The mRNA molecule is passed between the two parts. At this point the triple code of mRNA is translated.
The function of ribosomes
When it occurs between ribosomal units, one strand of mRNA comes into contact with another type of nucleic acid called tRNA (transfer RNA).
tRNA molecules are coded to bind specific amino acids, the building blocks of proteins.
mRNA codes for specific amino acids using letter “words,” or codons. The letters in each word correspond to bases, important structures that line up with the RNA molecule. The bases are guanine (G), cytosine (C), adenine (A), and uracil (U). The four bases form pairs of opposites: G with C and A with U. Thus, each codon of the mRNA bonds to the corresponding tRNA molecule that is made up of opposite bases. In doing so, the tRNA moves the correct amino acid to the correct position for the protein to be made.
Free ribosomes (those not attached to the rough ER) are involved in making proteins, such as enzymes, to be used by the cell itself. Membrane-bound ribosomes (those attached to the rough ER) are mostly involved in making proteins that will be used in the cell membrane or taken out of the cell.

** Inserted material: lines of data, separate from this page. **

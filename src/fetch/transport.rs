//! HTTP capabilities used by the redirect resolver and the page fetcher.
//!
//! The traits are the seams; `ReqwestTransport` is the production implementation.

use std::sync::Arc;
use std::time::Duration;

use async_trait::async_trait;
use reqwest::header::LOCATION;
use url::Url;

use crate::config::MAX_RESPONSE_BODY_SIZE;
use crate::error_handling::{categorize_reqwest_error, FetchError};

/// Status and `Location` of a header-only response.
#[derive(Debug, Clone, PartialEq, Eq)]
pub struct ProbeResponse {
    /// HTTP status code.
    pub status: u16,
    /// Raw `Location` header, if present.
    pub location: Option<String>,
}

/// Status and (possibly truncated) body of a full response.
#[derive(Debug, Clone, PartialEq, Eq)]
pub struct PageResponse {
    /// HTTP status code.
    pub status: u16,
    /// Body decoded lossily as UTF-8.
    pub body: String,
}

/// Header-only request that never follows redirects.
#[async_trait]
pub trait HeadProbe: Send + Sync {
    /// Sends a HEAD request to `url`, failing with `Timeout` after `timeout`.
    async fn head(&self, url: &Url, timeout: Duration) -> Result<ProbeResponse, FetchError>;
}

/// Full GET request returning the response body.
#[async_trait]
pub trait PageGet: Send + Sync {
    /// Sends a GET request to `url`, failing with `Timeout` after `timeout`.
    async fn get(&self, url: &Url, timeout: Duration) -> Result<PageResponse, FetchError>;
}

/// reqwest-backed implementation of both capabilities.
///
/// `probe_client` must have redirects disabled (see `init_redirect_client`);
/// `page_client` follows redirects on its own.
pub struct ReqwestTransport {
    probe_client: Arc<reqwest::Client>,
    page_client: Arc<reqwest::Client>,
}

impl ReqwestTransport {
    /// Pairs a no-redirect probe client with a redirect-following page client.
    pub fn new(probe_client: Arc<reqwest::Client>, page_client: Arc<reqwest::Client>) -> Self {
        Self {
            probe_client,
            page_client,
        }
    }
}

#[async_trait]
impl HeadProbe for ReqwestTransport {
    async fn head(&self, url: &Url, timeout: Duration) -> Result<ProbeResponse, FetchError> {
        let response = self
            .probe_client
            .head(url.clone())
            .timeout(timeout)
            .send()
            .await
            .map_err(|e| categorize_reqwest_error(&e))?;

        let location = response
            .headers()
            .get(LOCATION)
            .and_then(|v| v.to_str().ok())
            .map(str::to_string);

        Ok(ProbeResponse {
            status: response.status().as_u16(),
            location,
        })
    }
}

#[async_trait]
impl PageGet for ReqwestTransport {
    async fn get(&self, url: &Url, timeout: Duration) -> Result<PageResponse, FetchError> {
        let mut response = self
            .page_client
            .get(url.clone())
            .timeout(timeout)
            .send()
            .await
            .map_err(|e| categorize_reqwest_error(&e))?;

        let status = response.status().as_u16();
        let mut bytes: Vec<u8> = Vec::new();
        while let Some(chunk) = response
            .chunk()
            .await
            .map_err(|e| categorize_reqwest_error(&e))?
        {
            let room = MAX_RESPONSE_BODY_SIZE - bytes.len();
            if chunk.len() >= room {
                bytes.extend_from_slice(&chunk[..room]);
                log::debug!(
                    "Body of {url} truncated at {} bytes",
                    MAX_RESPONSE_BODY_SIZE
                );
                break;
            }
            bytes.extend_from_slice(&chunk);
        }

        Ok(PageResponse {
            status,
            body: String::from_utf8_lossy(&bytes).into_owned(),
        })
    }
}
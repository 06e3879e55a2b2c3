//! Enrichment data model.
//!
//! Entries are created once per extraction and then mutated in place by the
//! batch passes. Every type serializes so snapshots can be printed or sent to an
//! observer.

use std::net::Ipv4Addr;

use serde::Serialize;

use crate::domain::CanonicalRoot;
use crate::error_handling::{DnsError, FailureKind, FetchError};

/// One distinct canonical root found in the input, plus everything learned about it.
#[derive(Debug, Clone, Serialize)]
pub struct RootEntry {
    root: CanonicalRoot,
    /// Raw URL strings that canonicalized to this root, first-seen order.
    pub originals: Vec<String>,
    /// Resolved IPv4 address.
    #[serde(skip_serializing_if = "Option::is_none")]
    pub ip: Option<Ipv4Addr>,
    /// Why resolution failed.
    #[serde(skip_serializing_if = "Option::is_none")]
    pub ip_error: Option<DnsError>,
    /// Redirect found by the last check.
    #[serde(skip_serializing_if = "Option::is_none")]
    pub redirect: Option<RedirectResult>,
    /// Why the last redirect check stopped walking the chain.
    #[serde(skip_serializing_if = "Option::is_none")]
    pub redirect_stop: Option<RedirectStop>,
    /// Outcome of the last crawl.
    #[serde(skip_serializing_if = "Option::is_none")]
    pub crawl: Option<CrawlResult>,
}

impl RootEntry {
    /// A fresh entry with one original and nothing enriched yet.
    pub fn new(root: CanonicalRoot, original: impl Into<String>) -> Self {
        Self {
            root,
            originals: vec![original.into()],
            ip: None,
            ip_error: None,
            redirect: None,
            redirect_stop: None,
            crawl: None,
        }
    }

    /// The grouping key. Immutable for the life of the entry.
    pub fn root(&self) -> &CanonicalRoot {
        &self.root
    }

    /// URL a crawl should fetch: the redirect destination when one is known.
    pub fn preferred_final_url(&self) -> Option<&str> {
        self.redirect.as_ref().map(|r| r.final_url())
    }

    /// Third parties found by the last successful crawl, if any.
    pub fn third_parties(&self) -> &[ThirdPartyEntry] {
        self.crawl
            .as_ref()
            .map(|c| c.third_parties.as_slice())
            .unwrap_or(&[])
    }

    /// Mutable view used by the third-party IP pass.
    pub fn third_parties_mut(&mut self) -> &mut [ThirdPartyEntry] {
        match self.crawl.as_mut() {
            Some(crawl) => crawl.third_parties.as_mut_slice(),
            None => &mut [],
        }
    }
}

/// A third-party domain referenced by a crawled page.
#[derive(Debug, Clone, Serialize)]
pub struct ThirdPartyEntry {
    root: CanonicalRoot,
    /// Resolved IPv4 address.
    #[serde(skip_serializing_if = "Option::is_none")]
    pub ip: Option<Ipv4Addr>,
    /// Why resolution failed.
    #[serde(skip_serializing_if = "Option::is_none")]
    pub ip_error: Option<DnsError>,
}

impl ThirdPartyEntry {
    /// An unresolved third party.
    pub fn new(root: CanonicalRoot) -> Self {
        Self {
            root,
            ip: None,
            ip_error: None,
        }
    }

    /// The third-party root.
    pub fn root(&self) -> &CanonicalRoot {
        &self.root
    }
}

/// A detected redirect: at least two hops, ending somewhere other than the start.
#[derive(Debug, Clone, PartialEq, Eq, Serialize)]
pub struct RedirectResult {
    /// Hop 0 is the probed URL; each later hop is a resolved `Location` target.
    pub chain: Vec<String>,
    /// Status of the last response received, if any response was received.
    #[serde(skip_serializing_if = "Option::is_none")]
    pub status_code: Option<u16>,
    /// IPv4 address of the final host.
    #[serde(skip_serializing_if = "Option::is_none")]
    pub final_ip: Option<Ipv4Addr>,
    /// Why the final host did not resolve.
    #[serde(skip_serializing_if = "Option::is_none")]
    pub final_ip_error: Option<DnsError>,
}

impl RedirectResult {
    /// Last URL in the chain.
    pub fn final_url(&self) -> &str {
        self.chain.last().map(String::as_str).unwrap_or_default()
    }

    /// Number of redirects followed.
    pub fn hop_count(&self) -> usize {
        self.chain.len().saturating_sub(1)
    }
}

/// Why a redirect walk stopped.
///
/// These are termination conditions, not errors: the chain accumulated before the
/// stop is always kept.
#[derive(Debug, Clone, PartialEq, Eq, Serialize)]
#[serde(tag = "kind", content = "detail", rename_all = "snake_case")]
pub enum RedirectStop {
    /// A non-3xx response ended the chain.
    Final,
    /// The next `Location` pointed at a URL already in the chain.
    LoopDetected,
    /// The maximum number of hops was reached.
    HopLimitExceeded,
    /// A 3xx response carried no `Location` header.
    MissingLocation,
    /// A 3xx response carried a `Location` that could not be resolved to a URL.
    InvalidLocation,
    /// The probe itself failed (timeout, transport error).
    ProbeFailed(FetchError),
}

impl RedirectStop {
    /// The failure kind this stop counts as, `None` for a normal end of chain.
    pub fn failure_kind(&self) -> Option<FailureKind> {
        match self {
            RedirectStop::Final => None,
            RedirectStop::LoopDetected => Some(FailureKind::LoopDetected),
            RedirectStop::HopLimitExceeded => Some(FailureKind::HopLimitExceeded),
            RedirectStop::MissingLocation => Some(FailureKind::MissingLocation),
            RedirectStop::InvalidLocation => Some(FailureKind::InvalidLocation),
            RedirectStop::ProbeFailed(e) => Some(FailureKind::from(e)),
        }
    }

    /// True when the walk ended because a probe failed.
    pub fn is_probe_failure(&self) -> bool {
        matches!(self, RedirectStop::ProbeFailed(_))
    }
}

/// Outcome class of a crawl.
#[derive(Debug, Clone, Copy, PartialEq, Eq, Serialize)]
#[serde(rename_all = "kebab-case")]
pub enum CrawlStatus {
    /// Page fetched and parsed.
    Success,
    /// Fetch denied by cross-origin policy.
    CorsBlocked,
    /// Timeout or transport failure.
    Error,
}

/// Result of fetching a page and extracting its third-party domains.
#[derive(Debug, Clone, Serialize)]
pub struct CrawlResult {
    /// Outcome class.
    pub status: CrawlStatus,
    /// URL actually fetched: the redirect destination if known, else the root.
    pub crawled_url: String,
    /// Third-party roots in discovery order.
    pub third_parties: Vec<ThirdPartyEntry>,
    /// Failure message when the crawl did not succeed.
    #[serde(skip_serializing_if = "Option::is_none")]
    pub error: Option<String>,
}

impl CrawlResult {
    /// A successful crawl of `crawled_url` that found `roots`.
    pub fn success(crawled_url: impl Into<String>, roots: Vec<CanonicalRoot>) -> Self {
        Self {
            status: CrawlStatus::Success,
            crawled_url: crawled_url.into(),
            third_parties: roots.into_iter().map(ThirdPartyEntry::new).collect(),
            error: None,
        }
    }

    /// A failed crawl; `Blocked` maps to `CorsBlocked`, everything else to `Error`.
    pub fn failure(crawled_url: impl Into<String>, error: &FetchError) -> Self {
        let status = match error {
            FetchError::Blocked(_) => CrawlStatus::CorsBlocked,
            FetchError::Timeout | FetchError::Transport(_) => CrawlStatus::Error,
        };
        Self {
            status,
            crawled_url: crawled_url.into(),
            third_parties: Vec::new(),
            error: Some(error.to_string()),
        }
    }

    /// True when the page was fetched and parsed.
    pub fn is_success(&self) -> bool {
        self.status == CrawlStatus::Success
    }
}

#[cfg(test)]
mod tests {
    use super::*;
    use crate::domain::canonical_root;

    fn entry(raw: &str) -> RootEntry {
        RootEntry::new(canonical_root(raw).unwrap(), raw)
    }

    #[test]
    fn test_preferred_final_url_without_redirect() {
        let e = entry("https://a.test/x");
        assert_eq!(e.preferred_final_url(), None);
        assert!(e.third_parties().is_empty());
    }

    #[test]
    fn test_preferred_final_url_with_redirect() {
        let mut e = entry("https://a.test/");
        e.redirect = Some(RedirectResult {
            chain: vec!["https://a.test/".into(), "https://b.test/".into()],
            status_code: Some(200),
            final_ip: None,
            final_ip_error: None,
        });
        assert_eq!(e.preferred_final_url(), Some("https://b.test/"));
        assert_eq!(e.redirect.as_ref().unwrap().hop_count(), 1);
    }

    #[test]
    fn test_crawl_failure_status_mapping() {
        let blocked = CrawlResult::failure("https://a.test/", &FetchError::Blocked("cors".into()));
        assert_eq!(blocked.status, CrawlStatus::CorsBlocked);
        let timeout = CrawlResult::failure("https://a.test/", &FetchError::Timeout);
        assert_eq!(timeout.status, CrawlStatus::Error);
        assert_eq!(timeout.error.as_deref(), Some("request timed out"));
        assert!(!timeout.is_success());
    }

    #[test]
    fn test_entry_serialization_skips_empty_fields() {
        let e = entry("https://a.test/x");
        let json = serde_json::to_value(&e).unwrap();
        assert_eq!(json["root"], "https://a.test");
        assert_eq!(json["originals"][0], "https://a.test/x");
        assert!(json.get("ip").is_none());
        assert!(json.get("redirect").is_none());
    }

    #[test]
    fn test_crawl_status_serializes_kebab_case() {
        assert_eq!(
            serde_json::to_string(&CrawlStatus::CorsBlocked).unwrap(),
            "\"cors-blocked\""
        );
    }
}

The Golgi apparatus, or complex, is an organelle found in most human cells.
It is usually located near the nucleus in the center of the cell. It is named after the 19th century Italian anatomist Camillo Golgi, and is associated with the secretion of substances from the cell.
• The Golgi apparatus is composed of four to six flat, membrane-enclosed, disc-shaped sacs known as cisternae.

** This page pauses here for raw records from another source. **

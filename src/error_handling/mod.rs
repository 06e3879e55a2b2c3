//! Error handling and failure statistics.
//!
//! This module provides:
//! - Error types recorded on entries (`UrlError`, `DnsError`, `FetchError`)
//! - Startup errors (`InitializationError`)
//! - Categorization of transport errors
//! - Failure counters keyed by `FailureKind`
//!
//! None of the per-entry errors abort a pass: each is caught by the component that
//! produced it and recorded on the entry it belongs to.

mod categorization;
mod stats;
mod types;

// Re-export public API
pub use categorization::{categorize_reqwest_error, truncate_message};
pub use stats::FailureStats;
pub use types::{DnsError, FailureKind, FetchError, InitializationError, UrlError};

The wells are stacked like a pile of dishes.
A large number of membranous vesicles (small membrane sacs) surround each Golgi apparatus. Most vesicles are located on the side of the Golgi apparatus close to the rough endoplasmic reticulum (ER).
• Each Golgi complex has two “faces” or sides. The cis face is on one side and the trans face is on the other side. Generally, the cis face looks to the rough ER and the trans face to the cell (plasma) membrane that surrounds the cell. These faces are functionally and biochemically different, and contain very different enzymes (biological catalysts).
• Each eye is connected to its own network of branching and connecting tubules (small tubes).
These are known as cis-Golgi and trans-Golgi networks.
• Proteins and lipids travel from the ER to the cis surface in vesicles, where they enter the pore. These substances are then released through the trans surface in other vesicles.
The nucleus is usually located in the center of a cell. Its shape often reflects the shape of the cell. For example, flat cells have flat spines.
A nucleus is:
• Them nuclear envelope. This is two membranes. Like the cell membrane, each nuclear membrane contains a phospholipid bilayer – two layers of phospholipid molecules.
• Nuclear poresIn some places, nuclear membranes fuse to create holes in the nuclear envelope.
• Nucleoplasm This is a gel-like fluid that contains important chemicals, such as nutrients and salts. Nucleolus and chromatin are retained in the nucleoplasm.
• Chromatin Black amorphous area Nucleus made of strands of DNA (deoxyribonucleic acid). DNA is wound around histone proteins that make up chromatin fibers.
Condensation of eight histones on a DNA strand in a nucleosome.
Normally, chromatin is not visible under a light microscope. During cell division, however, chromatin condenses to form chromosomes, which are visible under a light microscope.
• Nucleolus This is a compact ball of RNA (ribonucleic acid) and proteins. It has no outer membrane. Every nucleus has one or more nucleoli.
The nuclei in different cells have many shapes.
Red blood cells, or erythrocytes, do not contain blood cells at all. Different white blood cells (leukocytes) have unusual nuclei. Neutrophils have multilobed nuclei.
Eosinophils have only two lobes. The nucleus of the basophil cell, is difficult to see behind the granules of histamine in it.
Lymphocytes are small cells, and their nuclei fill almost every cell.
Monocytes are very large cells. Their cores are often kidney-bean shaped.